Miss Moore went back to the house. A weather-beaten frame house it was, with a weather-vane in the shape of a horse on top. When the horse's nose pointed over Judith's window, the wind was east; when it seemed to gallop in the direction of the kitchen, it was west; when it made for the village, it was south, and when it looked with a longing eye, apparently, at the stables, it was north. Mr. Morris explained this to Judith on an average once a day, but she always got it mixed.
Mrs. Morris was vigorously making pies when Judith entered.
"Baking?" said Judith.
"Yes," said Mrs. Morris, breaking the crisp stalks of rhubarb into little pieces. "Yes, I'm sure I'm going to have company" (she broke the last piece of rhubarb with a snap and commenced rolling out her paste with soft thuds). "Yes, company's coming sure.
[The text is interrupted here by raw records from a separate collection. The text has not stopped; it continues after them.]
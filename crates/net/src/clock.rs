use std::time::Instant;

/// Monotonic time source for driving tick-based updates.
#[derive(Debug, Clone)]
pub struct Clock {
    start: Instant,
    last_tick: Instant,
}

impl Default for Clock {
    fn default() -> Self {
        Self::new()
    }
}

impl Clock {
    pub fn new() -> Self {
        let now = Instant::now();
        Self {
            start: now,
            last_tick: now,
        }
    }

    pub fn now_ms(&self) -> u64 {
        self.start.elapsed().as_millis() as u64
    }

    pub fn now_us(&self) -> u64 {
        self.start.elapsed().as_micros() as u64
    }

    /// Seconds since the previous call (or since construction).
    pub fn tick(&mut self) -> f32 {
        let now = Instant::now();
        let delta = now.duration_since(self.last_tick);
        self.last_tick = now;
        delta.as_secs_f32()
    }
}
I dropped my dishcloth three times this morning, and then the old brahma, he just stood on that doorstep and crowed for all he was worth. I never knowed that bird to crow on that doorstep without strange feet soon stood on it."
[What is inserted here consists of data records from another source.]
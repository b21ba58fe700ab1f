pub mod address;
pub mod clock;
pub mod config;
pub mod connection;
pub mod error;
pub mod nat;
pub mod queue;
pub mod reliability;
pub mod reliable;
pub mod sequence;
pub mod socket;
pub mod stats;

pub use address::Address;
pub use clock::Clock;
pub use config::{ConnectionConfig, PcpConfig, PmpConfig};
pub use connection::{
    Connection, ConnectionEvent, ConnectionState, DisconnectReason, MAX_PACKET_SIZE, Mode,
};
pub use error::{NetError, WireError};
pub use nat::Protocol;
pub use nat::pcp::{PcpSession, PcpState};
pub use nat::pmp::{PmpSession, PmpState};
pub use queue::{PacketQueue, PacketRecord};
pub use reliability::ReliabilitySystem;
pub use reliable::{MAX_RELIABLE_PAYLOAD_SIZE, ReliableConnection, ReliableHeader};
pub use sequence::{bit_index_for_sequence, sequence_more_recent};
pub use socket::{Socket, local_ip_towards};
pub use stats::LinkStats;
Mrs. Morris covered her pie, and then holding the pie plate upon the fingers of one hand, dexterously ran a knife around the edge, trimming off a ring of paste that fell on her arm; then she dabbed it with a fork and put it in the oven.
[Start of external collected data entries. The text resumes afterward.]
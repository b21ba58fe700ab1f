//! NAT Port Mapping Protocol messages and a mapping session.

use std::net::Ipv4Addr;

use super::{Protocol, read_ipv4, read_u16, read_u32, require_len};
use crate::address::Address;
use crate::config::{DEFAULT_MAPPING_LIFETIME, PmpConfig};
use crate::error::{NetError, WireError};
use crate::socket::Socket;

pub const PMP_VERSION: u8 = 0;
pub const OP_EXTERNAL_ADDRESS: u8 = 0;
pub const RESPONSE_FLAG: u8 = 128;
pub const MULTICAST_GROUP: Ipv4Addr = Ipv4Addr::new(224, 0, 0, 1);

pub const EXTERNAL_ADDRESS_REQUEST_SIZE: usize = 2;
pub const EXTERNAL_ADDRESS_RESPONSE_SIZE: usize = 12;
pub const MAPPING_REQUEST_SIZE: usize = 12;
pub const MAPPING_RESPONSE_SIZE: usize = 16;
pub const HEADER_RESPONSE_SIZE: usize = 8;

const INITIAL_PERIOD_MS: u64 = 250;
const PHASE_DEADLINE_MS: u64 = 64_000;
/// Slack allowed between an announced epoch and the extrapolated one.
const EPOCH_TOLERANCE_S: u64 = 2;

#[derive(Debug, Clone, Copy, PartialEq, Eq)]
#[repr(u16)]
pub enum ResultCode {
    Success = 0,
    UnsupportedVersion = 1,
    Refused = 2,
    NetworkFailure = 3,
    OutOfResources = 4,
    UnsupportedOpcode = 5,
}

impl TryFrom<u16> for ResultCode {
    type Error = WireError;

    fn try_from(value: u16) -> Result<Self, Self::Error> {
        match value {
            0 => Ok(ResultCode::Success),
            1 => Ok(ResultCode::UnsupportedVersion),
            2 => Ok(ResultCode::Refused),
            3 => Ok(ResultCode::NetworkFailure),
            4 => Ok(ResultCode::OutOfResources),
            5 => Ok(ResultCode::UnsupportedOpcode),
            other => Err(WireError::UnknownResultCode(other)),
        }
    }
}

#[derive(Debug, Clone, Copy, PartialEq, Eq, Default)]
pub struct ExternalAddressRequest;

impl ExternalAddressRequest {
    pub fn encode(&self) -> [u8; EXTERNAL_ADDRESS_REQUEST_SIZE] {
        [PMP_VERSION, OP_EXTERNAL_ADDRESS]
    }

    pub fn decode(buf: &[u8]) -> Result<Self, WireError> {
        require_len(buf, EXTERNAL_ADDRESS_REQUEST_SIZE)?;
        check_version(buf)?;
        match buf[1] {
            OP_EXTERNAL_ADDRESS => Ok(Self),
            op if op & RESPONSE_FLAG != 0 => Err(WireError::UnexpectedDirection),
            op => Err(WireError::UnknownOpcode(op)),
        }
    }
}

#[derive(Debug, Clone, Copy, PartialEq, Eq)]
pub struct MappingRequest {
    pub protocol: Protocol,
    pub internal_port: u16,
    pub external_port: u16,
    pub lifetime: u32,
}

impl MappingRequest {
    pub fn encode(&self) -> [u8; MAPPING_REQUEST_SIZE] {
        let mut buf = [0u8; MAPPING_REQUEST_SIZE];
        buf[0] = PMP_VERSION;
        buf[1] = self.protocol.pmp_opcode();
        buf[4..6].copy_from_slice(&self.internal_port.to_be_bytes());
        buf[6..8].copy_from_slice(&self.external_port.to_be_bytes());
        buf[8..12].copy_from_slice(&self.lifetime.to_be_bytes());
        buf
    }

    pub fn decode(buf: &[u8]) -> Result<Self, WireError> {
        require_len(buf, MAPPING_REQUEST_SIZE)?;
        check_version(buf)?;
        if buf[1] & RESPONSE_FLAG != 0 {
            return Err(WireError::UnexpectedDirection);
        }

        Ok(Self {
            protocol: Protocol::from_pmp_opcode(buf[1])?,
            internal_port: read_u16(buf, 4),
            external_port: read_u16(buf, 6),
            lifetime: read_u32(buf, 8),
        })
    }
}

#[derive(Debug, Clone, Copy, PartialEq, Eq)]
pub struct ExternalAddressResponse {
    pub result_code: ResultCode,
    /// Seconds since the gateway's mapping table was initialised.
    pub epoch: u32,
    pub external_ip: Ipv4Addr,
}

impl ExternalAddressResponse {
    pub fn encode(&self) -> [u8; EXTERNAL_ADDRESS_RESPONSE_SIZE] {
        let mut buf = [0u8; EXTERNAL_ADDRESS_RESPONSE_SIZE];
        buf[0] = PMP_VERSION;
        buf[1] = RESPONSE_FLAG | OP_EXTERNAL_ADDRESS;
        buf[2..4].copy_from_slice(&(self.result_code as u16).to_be_bytes());
        buf[4..8].copy_from_slice(&self.epoch.to_be_bytes());
        buf[8..12].copy_from_slice(&self.external_ip.octets());
        buf
    }
}

#[derive(Debug, Clone, Copy, PartialEq, Eq)]
pub struct MappingResponse {
    pub protocol: Protocol,
    pub result_code: ResultCode,
    pub epoch: u32,
    pub internal_port: u16,
    pub external_port: u16,
    pub lifetime: u32,
}

impl MappingResponse {
    pub fn encode(&self) -> [u8; MAPPING_RESPONSE_SIZE] {
        let mut buf = [0u8; MAPPING_RESPONSE_SIZE];
        buf[0] = PMP_VERSION;
        buf[1] = RESPONSE_FLAG | self.protocol.pmp_opcode();
        buf[2..4].copy_from_slice(&(self.result_code as u16).to_be_bytes());
        buf[4..8].copy_from_slice(&self.epoch.to_be_bytes());
        buf[8..10].copy_from_slice(&self.internal_port.to_be_bytes());
        buf[10..12].copy_from_slice(&self.external_port.to_be_bytes());
        buf[12..16].copy_from_slice(&self.lifetime.to_be_bytes());
        buf
    }
}

/// Common response prefix. Gateways send it alone for errors such as an
/// unsupported version.
#[derive(Debug, Clone, Copy, PartialEq, Eq)]
pub struct HeaderResponse {
    /// Request opcode the gateway answers, without the response flag.
    pub opcode: u8,
    pub result_code: ResultCode,
    pub epoch: u32,
}

impl HeaderResponse {
    pub fn encode(&self) -> [u8; HEADER_RESPONSE_SIZE] {
        let mut buf = [0u8; HEADER_RESPONSE_SIZE];
        buf[0] = PMP_VERSION;
        buf[1] = RESPONSE_FLAG | self.opcode;
        buf[2..4].copy_from_slice(&(self.result_code as u16).to_be_bytes());
        buf[4..8].copy_from_slice(&self.epoch.to_be_bytes());
        buf
    }
}

#[derive(Debug, Clone, Copy, PartialEq, Eq)]
pub enum PmpResponse {
    ExternalAddress(ExternalAddressResponse),
    Mapping(MappingResponse),
    Header(HeaderResponse),
}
"I want something to put my flowers in," said Judith. "May I take some of those big earthen jars out there?" pointing to the open door of the pantry, within which stood some old-fashioned, rough, grey crocks.
"Yes," said Mrs. Morris, absent-mindedly, as she carefully "tried" a cake with a straw from the broom to see if it was done; "yes"—then coming back to sublunary matters as she shut the oven door, "But sake's alive, child, you don't want them things to put them in! I'll get you the scissors and some string so you can cut the blows off them apple branches and make good round bunches, and there's some posy pots I bought in town one day. I'll get them to put them in."
Judith's heart sank. She was too afraid of hurting Mrs. Morris' feelings to say anything, but when that busy woman appeared with some hideous blue and green and gilt atrocities, a bright thought struck her.
"Oh, Mrs. Morris," she said, "those are too nice altogether. Just let me use the jars; those might get broken."
"Well," said Mrs. Morris, pausing in the door of the sitting-room, "they be only wild crabs and dogwood blows. It would be a pity to risk it, maybe." So she took back the vases and replaced the bouquets of everlastings in them, feeling she had done her duty to her boarder, but glad that matters had arranged themselves as they had.